• _Provided records_:
+++

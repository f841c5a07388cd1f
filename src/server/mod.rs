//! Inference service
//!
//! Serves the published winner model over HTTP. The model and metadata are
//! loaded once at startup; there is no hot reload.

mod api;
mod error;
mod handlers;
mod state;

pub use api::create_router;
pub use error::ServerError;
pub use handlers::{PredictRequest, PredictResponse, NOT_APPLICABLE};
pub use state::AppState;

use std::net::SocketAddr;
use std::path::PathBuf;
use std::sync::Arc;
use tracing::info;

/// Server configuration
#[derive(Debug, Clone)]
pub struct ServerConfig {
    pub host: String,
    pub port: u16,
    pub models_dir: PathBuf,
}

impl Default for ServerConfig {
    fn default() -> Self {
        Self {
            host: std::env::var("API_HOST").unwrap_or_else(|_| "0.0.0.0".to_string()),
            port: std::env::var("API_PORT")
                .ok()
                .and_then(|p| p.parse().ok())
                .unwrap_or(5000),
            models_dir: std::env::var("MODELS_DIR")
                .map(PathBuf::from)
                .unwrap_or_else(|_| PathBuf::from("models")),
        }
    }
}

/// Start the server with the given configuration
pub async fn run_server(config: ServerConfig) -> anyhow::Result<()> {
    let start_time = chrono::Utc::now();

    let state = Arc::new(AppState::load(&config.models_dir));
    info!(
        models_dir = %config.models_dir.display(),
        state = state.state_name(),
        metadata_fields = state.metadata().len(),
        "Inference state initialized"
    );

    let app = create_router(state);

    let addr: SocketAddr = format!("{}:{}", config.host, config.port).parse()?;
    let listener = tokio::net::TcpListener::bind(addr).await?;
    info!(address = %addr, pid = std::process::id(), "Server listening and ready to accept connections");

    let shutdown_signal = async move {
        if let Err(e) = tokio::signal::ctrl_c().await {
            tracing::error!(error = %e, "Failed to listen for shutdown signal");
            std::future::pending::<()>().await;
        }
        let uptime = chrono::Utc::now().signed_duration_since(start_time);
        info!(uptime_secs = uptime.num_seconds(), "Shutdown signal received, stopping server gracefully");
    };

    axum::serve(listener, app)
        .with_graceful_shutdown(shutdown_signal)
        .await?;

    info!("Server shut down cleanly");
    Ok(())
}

+++

• _What you will do_: Look over the entries above. Copy every line that contains the word "tracing".

• _Your solution_:
use tracing::info;
            tracing::error!(error = %e, "Failed to listen for shutdown signal");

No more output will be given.